In a well-behaved situation, the sparse specification is given directly
by the $GIT_DIR/info/sparse-checkout file.  However, it can transiently
diverge for a few reasons:
 
    * needing to resolve conflicts (merging will vivify conflicted files)
    * running Git commands that implicitly vivify files (e.g. "git stash apply")
    * running Git commands that explicitly vivify files (e.g. "git checkout
      --ignore-skip-worktree-bits FILENAME")

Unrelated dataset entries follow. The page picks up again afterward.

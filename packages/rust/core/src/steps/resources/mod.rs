//! Resource Manager subscriptions and resource groups.

pub mod constants;
pub mod converters;

use tracing::info;

use cloudgraph_shared::Result;

use crate::registry::{BoxFuture, Step, StepContext};
use crate::resource_id::subscription_path;
use crate::steps::active_directory::STEP_AD_ACCOUNT;
use crate::steps::web_linker;

pub use self::constants::{
    RESOURCE_GROUP_ENTITY_TYPE, STEP_RM_RESOURCES_RESOURCE_GROUPS,
    STEP_RM_RESOURCES_SUBSCRIPTIONS, resource_group_has,
};
use self::constants::*;
pub use self::converters::create_resource_group_resource_relationship;
pub(crate) use self::converters::link_resource_group;
use self::converters::*;

fn fetch_subscriptions<'a>(ctx: &'a mut StepContext<'_>) -> BoxFuture<'a, Result<()>> {
    Box::pin(async move {
        let client = ctx.client;
        let state = &mut *ctx.job_state;
        let linker = web_linker(state)?;

        let count = client
            .iterate_subscriptions(|subscription| {
                state.add_entity(create_subscription_entity(&linker, &subscription)?)?;
                Ok(())
            })
            .await?;

        info!(count, "subscriptions ingested");
        Ok(())
    })
}

fn fetch_resource_groups<'a>(ctx: &'a mut StepContext<'_>) -> BoxFuture<'a, Result<()>> {
    Box::pin(async move {
        let client = ctx.client;
        let state = &mut *ctx.job_state;
        let linker = web_linker(state)?;

        let count = client
            .iterate_resource_groups(|group| {
                let entity = create_resource_group_entity(&linker, &group)?;
                let parent = entity
                    .str_property("id")
                    .and_then(subscription_path)
                    .and_then(|path| state.find_entity_ignore_case(path))
                    .map(|subscription| subscription.key.clone());

                let entity = state.add_entity(entity)?;
                let relationship = parent.map(|subscription_key| {
                    SUBSCRIPTION_HAS_RESOURCE_GROUP.create(&subscription_key, &entity.key)
                });
                if let Some(relationship) = relationship {
                    state.link(relationship)?;
                }
                Ok(())
            })
            .await?;

        info!(count, "resource groups ingested");
        Ok(())
    })
}

pub fn steps() -> Vec<Step> {
    vec![
        Step {
            id: STEP_RM_RESOURCES_SUBSCRIPTIONS,
            name: "Subscriptions",
            entities: &[SUBSCRIPTION_ENTITY],
            relationships: &[],
            depends_on: &[STEP_AD_ACCOUNT],
            handler: fetch_subscriptions,
        },
        Step {
            id: STEP_RM_RESOURCES_RESOURCE_GROUPS,
            name: "Resource Groups",
            entities: &[RESOURCE_GROUP_ENTITY],
            relationships: &[SUBSCRIPTION_HAS_RESOURCE_GROUP],
            depends_on: &[STEP_AD_ACCOUNT, STEP_RM_RESOURCES_SUBSCRIPTIONS],
            handler: fetch_resource_groups,
        },
    ]
}

#[cfg(test)]
mod tests {
    use super::*;
    use crate::steps::test_support::{
        SUBSCRIPTION, mock_client, run_handler, state_with_account,
    };
    use wiremock::matchers::{method, path};
    use wiremock::{Mock, MockServer, ResponseTemplate};

    #[tokio::test]
    async fn resource_groups_linked_to_subscription() {
        let server = MockServer::start().await;
        let (config, client) = mock_client(&server).await;

        Mock::given(method("GET"))
            .and(path("/subscriptions"))
            .respond_with(ResponseTemplate::new(200).set_body_json(serde_json::json!({
                "value": [{
                    "id": format!("/subscriptions/{SUBSCRIPTION}"),
                    "subscriptionId": SUBSCRIPTION,
                    "displayName": "Dev",
                    "state": "Enabled"
                }]
            })))
            .mount(&server)
            .await;
        Mock::given(method("GET"))
            .and(path(format!("/subscriptions/{SUBSCRIPTION}/resourcegroups")))
            .respond_with(ResponseTemplate::new(200).set_body_json(serde_json::json!({
                "value": [{
                    "id": format!("/subscriptions/{SUBSCRIPTION}/resourceGroups/j1dev"),
                    "name": "j1dev",
                    "location": "eastus",
                    "tags": { "environment": "dev" },
                    "properties": { "provisioningState": "Succeeded" }
                }]
            })))
            .mount(&server)
            .await;

        let mut state = state_with_account();
        run_handler(fetch_subscriptions, &config, &client, &mut state)
            .await
            .unwrap();
        run_handler(fetch_resource_groups, &config, &client, &mut state)
            .await
            .unwrap();

        let group = state
            .find_entity(&format!("/subscriptions/{SUBSCRIPTION}/resourceGroups/j1dev"))
            .unwrap();
        assert_eq!(group.str_property("environment"), Some("dev"));
        assert_eq!(
            group.str_property("webLink"),
            Some(format!(
                "https://portal.azure.com/#@www.fake-domain.com/resource/subscriptions/{SUBSCRIPTION}/resourceGroups/j1dev"
            ).as_str())
        );

        let rel = &state.relationships()[0];
        assert_eq!(rel.rel_type, "azure_subscription_has_resource_group");
        assert_eq!(rel.from_key, format!("/subscriptions/{SUBSCRIPTION}"));
    }

    #[tokio::test]
    async fn resource_groups_without_subscription_entity() {
        let server = MockServer::start().await;
        let (config, client) = mock_client(&server).await;

        Mock::given(method("GET"))
            .and(path(format!("/subscriptions/{SUBSCRIPTION}/resourcegroups")))
            .respond_with(ResponseTemplate::new(200).set_body_json(serde_json::json!({
                "value": [{ "id": format!("/subscriptions/{SUBSCRIPTION}/resourceGroups/a"), "name": "a" }]
            })))
            .mount(&server)
            .await;

        let mut state = state_with_account();
        run_handler(fetch_resource_groups, &config, &client, &mut state)
            .await
            .unwrap();
        assert_eq!(state.iterate_entities(RESOURCE_GROUP_ENTITY_TYPE).count(), 1);
        assert!(state.relationships().is_empty());
    }
}
//! Resource Manager: Azure Advisor recommendations.

use serde::{Deserialize, Serialize};
use serde_json::Value;
use tracing::instrument;

use cloudgraph_shared::Result;

use crate::{Api, AzureClient};

const ADVISOR_API_VERSION: &str = "2020-01-01";

#[derive(Debug, Clone, Default, PartialEq, Serialize, Deserialize)]
#[serde(default)]
pub struct ShortDescription {
    #[serde(skip_serializing_if = "Option::is_none")]
    pub problem: Option<String>,
    #[serde(skip_serializing_if = "Option::is_none")]
    pub solution: Option<String>,
}

#[derive(Debug, Clone, Default, PartialEq, Serialize, Deserialize)]
#[serde(default, rename_all = "camelCase")]
pub struct ResourceMetadata {
    #[serde(skip_serializing_if = "Option::is_none")]
    pub resource_id: Option<String>,
    /// ID of the security assessment that raised the recommendation, if any.
    #[serde(skip_serializing_if = "Option::is_none")]
    pub source: Option<String>,
}

#[derive(Debug, Clone, Default, PartialEq, Serialize, Deserialize)]
#[serde(default, rename_all = "camelCase")]
pub struct RecommendationProperties {
    #[serde(skip_serializing_if = "Option::is_none")]
    pub category: Option<String>,
    #[serde(skip_serializing_if = "Option::is_none")]
    pub impact: Option<String>,
    #[serde(skip_serializing_if = "Option::is_none")]
    pub impacted_field: Option<String>,
    #[serde(skip_serializing_if = "Option::is_none")]
    pub impacted_value: Option<String>,
    #[serde(skip_serializing_if = "Option::is_none")]
    pub last_updated: Option<String>,
    #[serde(skip_serializing_if = "Option::is_none")]
    pub recommendation_type_id: Option<String>,
    #[serde(skip_serializing_if = "Option::is_none")]
    pub risk: Option<String>,
    #[serde(skip_serializing_if = "Option::is_none")]
    pub short_description: Option<ShortDescription>,
    #[serde(skip_serializing_if = "Option::is_none")]
    pub resource_metadata: Option<ResourceMetadata>,
    #[serde(skip_serializing_if = "Option::is_none")]
    pub extended_properties: Option<Value>,
}

#[derive(Debug, Clone, Default, PartialEq, Serialize, Deserialize)]
#[serde(default)]
pub struct Recommendation {
    #[serde(skip_serializing_if = "Option::is_none")]
    pub id: Option<String>,
    #[serde(skip_serializing_if = "Option::is_none")]
    pub name: Option<String>,
    #[serde(rename = "type", skip_serializing_if = "Option::is_none")]
    pub resource_type: Option<String>,
    pub properties: RecommendationProperties,
}

impl Recommendation {
    /// ID of the resource the recommendation is about.
    pub fn resource_id(&self) -> Option<&str> {
        self.properties
            .resource_metadata
            .as_ref()
            .and_then(|m| m.resource_id.as_deref())
    }

    /// ID of the assessment that produced the recommendation.
    pub fn source(&self) -> Option<&str> {
        self.properties
            .resource_metadata
            .as_ref()
            .and_then(|m| m.source.as_deref())
    }
}

impl AzureClient {
    #[instrument(skip_all)]
    pub async fn iterate_advisor_recommendations<F>(&self, each: F) -> Result<usize>
    where
        F: FnMut(Recommendation) -> Result<()>,
    {
        let url = self.management_url(&format!(
            "/subscriptions/{}/providers/Microsoft.Advisor/recommendations?api-version={ADVISOR_API_VERSION}",
            self.subscription_id()?
        ));
        self.iterate_pages(Api::Management, url, each).await
    }
}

    * other commands that write to these files (perhaps a user copies it
      from elsewhere)
 
For the last item, note that we do automatically clear the SKIP_WORKTREE
bit for files that are present in the working tree.  This has been true
since 82386b4496 ("Merge branch 'en/present-despite-skipped'",
2022-03-09)
 
However, such a situation is transient because:
 
   * Such transient differences can and will be automatically removed as
     a side-effect of commands which call unpack_trees() (checkout,
     merge, reset, etc.).
   * Users can also request such transient differences be corrected via
     running `git sparse-checkout reapply`.  Various places recommend
     running that command.
   * Additional commands are also welcome to implicitly fix these
     differences; we may add more in the future.
 
While we avoid dropping unstaged changes or files which have conflicts,
we otherwise aggressively try to fix these transient differences.  If
users want these differences to persist, they should run the `set` or
`add` subcommands of `git sparse-checkout` to reflect their intended
sparse specification.
 
However, when we need to do a query on history restricted to the
"relevant subset of files" such a transiently expanded sparse
specification is ignored.  There are a couple reasons for this:
 
   * The behavior wanted when doing something like
	 git grep expression REVISION
     is roughly what the users would expect from
	 git checkout REVISION && git grep expression
     (modulo a "REVISION:" prefix), which has a couple ramifications:
 
   * REVISION may have paths not in the current index, so there is no
     path we can consult for a SKIP_WORKTREE setting for those paths.
 
   * Since `checkout` is one of those commands that tries to remove
     transient differences in the sparse specification, it makes sense
     to use the corrected sparse specification
     (i.e. $GIT_DIR/info/sparse-checkout) rather than attempting to
     consult SKIP_WORKTREE anyway.
 
So, a transiently expanded (or restricted) sparse specification applies to
the working tree, but not to history queries where we always use the
sparsity patterns.  (See [16] for an early discussion of this.)
 
Similar to a transiently expanded sparse specification of the working tree
based on additional files being present in the working tree, we also need
to consider additional files being modified in the index.  In particular,
if the user has staged changes to files (relative to HEAD) that do not
match the sparsity patterns, and the file is not present in the working
tree, we still want to consider the file part of the sparse specification
if we are specifically performing a query related to the index (e.g. git
diff --cached [REVISION], git diff-index [REVISION], git restore --staged
--source=REVISION -- PATHS, etc.)  Note that a transiently expanded sparse
specification for the index usually only matters under behavior A, since
under behavior B index operations are lumped with history and tend to
operate full-tree.
 
 
=== Implementation Questions ===
 
  * Do the options --scope={sparse,all} sound good to others?  Are there better
    options?
    * Names in use, or appearing in patches, or previously suggested:
      * --sparse/--dense
      * --ignore-skip-worktree-bits
      * --ignore-skip-worktree-entries
      * --ignore-sparsity
      * --[no-]restrict-to-sparse-paths
      * --full-tree/--sparse-tree
      * --[no-]restrict
      * --scope={sparse,all}
      * --focus/--unfocus
      * --limit/--unlimited
    * Rationale making me lean slightly towards --scope={sparse,all}:
      * We want a name that works for many commands, so we need a name that
	does not conflict
      * We know that we have more than two possible usecases, so it is best
	to avoid a flag that appears to be binary.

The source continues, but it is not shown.